__WHAT THE TASK REQUIRES__.
Where the word "types" shows up in the entries below, please copy the whole line.

____

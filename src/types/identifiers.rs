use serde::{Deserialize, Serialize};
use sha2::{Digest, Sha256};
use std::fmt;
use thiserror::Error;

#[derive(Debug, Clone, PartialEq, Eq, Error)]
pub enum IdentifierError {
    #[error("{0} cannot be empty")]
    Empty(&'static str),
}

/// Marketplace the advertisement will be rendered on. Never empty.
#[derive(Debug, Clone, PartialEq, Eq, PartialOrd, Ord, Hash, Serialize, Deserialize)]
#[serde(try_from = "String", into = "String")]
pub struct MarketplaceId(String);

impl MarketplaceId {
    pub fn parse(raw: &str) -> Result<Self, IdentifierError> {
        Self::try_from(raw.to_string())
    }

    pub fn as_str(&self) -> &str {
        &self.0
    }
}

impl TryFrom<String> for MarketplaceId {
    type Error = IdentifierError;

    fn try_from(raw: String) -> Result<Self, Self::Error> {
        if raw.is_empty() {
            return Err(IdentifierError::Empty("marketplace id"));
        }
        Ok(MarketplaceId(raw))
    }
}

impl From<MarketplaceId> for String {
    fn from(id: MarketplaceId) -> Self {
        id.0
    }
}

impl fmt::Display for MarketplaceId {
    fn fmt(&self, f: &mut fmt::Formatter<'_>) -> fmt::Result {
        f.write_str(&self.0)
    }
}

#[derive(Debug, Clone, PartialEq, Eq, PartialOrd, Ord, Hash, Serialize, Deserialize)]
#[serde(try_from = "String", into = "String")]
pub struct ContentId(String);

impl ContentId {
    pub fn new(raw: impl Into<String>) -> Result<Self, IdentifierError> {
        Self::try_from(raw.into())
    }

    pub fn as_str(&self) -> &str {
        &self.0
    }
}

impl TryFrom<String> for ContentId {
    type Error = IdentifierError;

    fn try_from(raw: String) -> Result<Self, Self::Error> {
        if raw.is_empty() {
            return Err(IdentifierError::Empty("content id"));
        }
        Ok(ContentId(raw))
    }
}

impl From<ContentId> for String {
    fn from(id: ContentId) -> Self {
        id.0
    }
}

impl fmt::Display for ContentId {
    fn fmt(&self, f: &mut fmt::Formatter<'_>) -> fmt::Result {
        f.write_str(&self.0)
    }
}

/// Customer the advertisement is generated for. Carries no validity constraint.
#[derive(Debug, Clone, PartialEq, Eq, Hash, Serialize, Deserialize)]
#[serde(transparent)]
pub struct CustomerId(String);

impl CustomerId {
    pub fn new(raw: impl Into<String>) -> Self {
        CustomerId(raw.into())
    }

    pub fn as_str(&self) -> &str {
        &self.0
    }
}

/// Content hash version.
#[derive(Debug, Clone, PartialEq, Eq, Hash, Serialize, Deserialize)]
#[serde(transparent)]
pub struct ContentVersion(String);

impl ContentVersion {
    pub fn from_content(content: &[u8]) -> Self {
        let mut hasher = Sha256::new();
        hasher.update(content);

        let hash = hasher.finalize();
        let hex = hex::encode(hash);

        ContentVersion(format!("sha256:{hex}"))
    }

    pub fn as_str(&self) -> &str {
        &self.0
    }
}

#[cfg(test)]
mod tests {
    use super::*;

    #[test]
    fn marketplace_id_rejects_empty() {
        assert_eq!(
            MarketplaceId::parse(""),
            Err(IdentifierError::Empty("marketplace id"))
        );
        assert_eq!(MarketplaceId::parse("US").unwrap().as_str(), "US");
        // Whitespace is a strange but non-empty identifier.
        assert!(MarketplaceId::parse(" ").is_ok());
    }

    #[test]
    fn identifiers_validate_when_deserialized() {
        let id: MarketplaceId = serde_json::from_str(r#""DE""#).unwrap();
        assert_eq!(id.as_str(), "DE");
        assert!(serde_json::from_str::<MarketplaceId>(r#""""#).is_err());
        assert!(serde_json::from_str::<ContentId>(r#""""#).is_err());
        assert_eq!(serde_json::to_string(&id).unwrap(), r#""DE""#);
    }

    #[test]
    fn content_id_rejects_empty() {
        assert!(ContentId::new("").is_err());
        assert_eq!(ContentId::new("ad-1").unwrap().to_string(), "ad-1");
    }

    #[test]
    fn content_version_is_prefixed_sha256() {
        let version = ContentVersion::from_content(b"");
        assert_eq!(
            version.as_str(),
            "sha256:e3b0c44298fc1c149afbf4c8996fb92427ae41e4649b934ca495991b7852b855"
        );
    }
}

____

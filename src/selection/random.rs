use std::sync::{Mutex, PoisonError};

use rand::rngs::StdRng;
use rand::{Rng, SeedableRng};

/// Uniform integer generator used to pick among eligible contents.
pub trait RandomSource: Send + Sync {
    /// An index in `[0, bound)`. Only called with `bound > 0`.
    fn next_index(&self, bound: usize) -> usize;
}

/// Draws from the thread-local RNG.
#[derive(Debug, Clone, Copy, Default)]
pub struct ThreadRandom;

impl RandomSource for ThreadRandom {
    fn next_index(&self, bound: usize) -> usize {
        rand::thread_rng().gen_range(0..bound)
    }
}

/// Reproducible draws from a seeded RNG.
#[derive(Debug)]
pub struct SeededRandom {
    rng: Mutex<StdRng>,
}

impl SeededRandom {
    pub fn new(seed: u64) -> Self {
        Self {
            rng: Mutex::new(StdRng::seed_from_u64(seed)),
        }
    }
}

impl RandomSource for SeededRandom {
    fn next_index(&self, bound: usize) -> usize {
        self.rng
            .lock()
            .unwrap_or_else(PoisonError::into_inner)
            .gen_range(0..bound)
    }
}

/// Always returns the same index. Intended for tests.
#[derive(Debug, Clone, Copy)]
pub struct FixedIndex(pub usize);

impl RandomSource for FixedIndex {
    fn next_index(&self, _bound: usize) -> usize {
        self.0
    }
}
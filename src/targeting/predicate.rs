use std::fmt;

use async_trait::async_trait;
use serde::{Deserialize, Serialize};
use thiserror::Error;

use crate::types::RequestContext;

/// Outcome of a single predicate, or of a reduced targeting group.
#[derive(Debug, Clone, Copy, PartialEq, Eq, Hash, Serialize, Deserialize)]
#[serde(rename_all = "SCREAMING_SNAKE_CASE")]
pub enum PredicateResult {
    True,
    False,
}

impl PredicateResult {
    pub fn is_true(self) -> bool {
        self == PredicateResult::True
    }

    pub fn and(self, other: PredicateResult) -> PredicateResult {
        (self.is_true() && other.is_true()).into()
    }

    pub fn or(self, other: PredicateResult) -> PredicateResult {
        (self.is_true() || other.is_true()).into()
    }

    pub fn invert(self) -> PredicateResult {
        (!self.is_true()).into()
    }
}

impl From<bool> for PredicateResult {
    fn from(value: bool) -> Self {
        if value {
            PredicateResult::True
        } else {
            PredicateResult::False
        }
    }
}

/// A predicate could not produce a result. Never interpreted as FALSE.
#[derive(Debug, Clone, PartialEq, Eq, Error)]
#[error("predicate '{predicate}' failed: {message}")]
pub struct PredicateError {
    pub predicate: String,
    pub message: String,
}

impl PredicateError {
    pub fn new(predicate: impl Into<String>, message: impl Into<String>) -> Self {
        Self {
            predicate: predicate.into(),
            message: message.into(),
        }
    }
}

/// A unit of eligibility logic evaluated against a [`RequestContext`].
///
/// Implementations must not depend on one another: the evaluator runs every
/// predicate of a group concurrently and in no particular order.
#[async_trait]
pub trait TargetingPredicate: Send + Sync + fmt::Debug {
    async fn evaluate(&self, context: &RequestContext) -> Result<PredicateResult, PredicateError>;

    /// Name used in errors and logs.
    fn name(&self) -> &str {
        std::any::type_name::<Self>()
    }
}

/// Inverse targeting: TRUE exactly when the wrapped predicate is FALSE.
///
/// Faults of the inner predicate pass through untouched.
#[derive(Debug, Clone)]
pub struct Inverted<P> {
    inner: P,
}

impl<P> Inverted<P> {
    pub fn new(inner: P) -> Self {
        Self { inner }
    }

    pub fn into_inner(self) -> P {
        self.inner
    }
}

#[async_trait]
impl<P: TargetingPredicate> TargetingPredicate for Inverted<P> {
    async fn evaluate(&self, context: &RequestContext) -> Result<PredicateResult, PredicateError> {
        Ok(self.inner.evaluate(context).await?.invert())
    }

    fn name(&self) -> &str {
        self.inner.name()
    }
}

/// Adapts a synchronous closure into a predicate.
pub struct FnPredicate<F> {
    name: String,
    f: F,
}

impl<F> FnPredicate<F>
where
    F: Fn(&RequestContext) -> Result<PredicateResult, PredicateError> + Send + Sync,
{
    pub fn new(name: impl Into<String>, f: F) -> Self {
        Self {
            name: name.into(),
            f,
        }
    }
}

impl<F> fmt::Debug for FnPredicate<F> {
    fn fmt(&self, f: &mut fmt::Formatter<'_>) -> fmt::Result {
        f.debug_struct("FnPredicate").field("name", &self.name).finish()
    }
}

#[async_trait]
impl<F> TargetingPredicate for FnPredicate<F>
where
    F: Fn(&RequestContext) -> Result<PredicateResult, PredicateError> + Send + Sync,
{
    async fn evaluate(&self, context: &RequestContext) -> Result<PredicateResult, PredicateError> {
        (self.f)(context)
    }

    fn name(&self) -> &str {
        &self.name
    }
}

____

__ANSWER TO THIS TASK__.
filename src/types/identifiers.rs
use crate::types::RequestContext;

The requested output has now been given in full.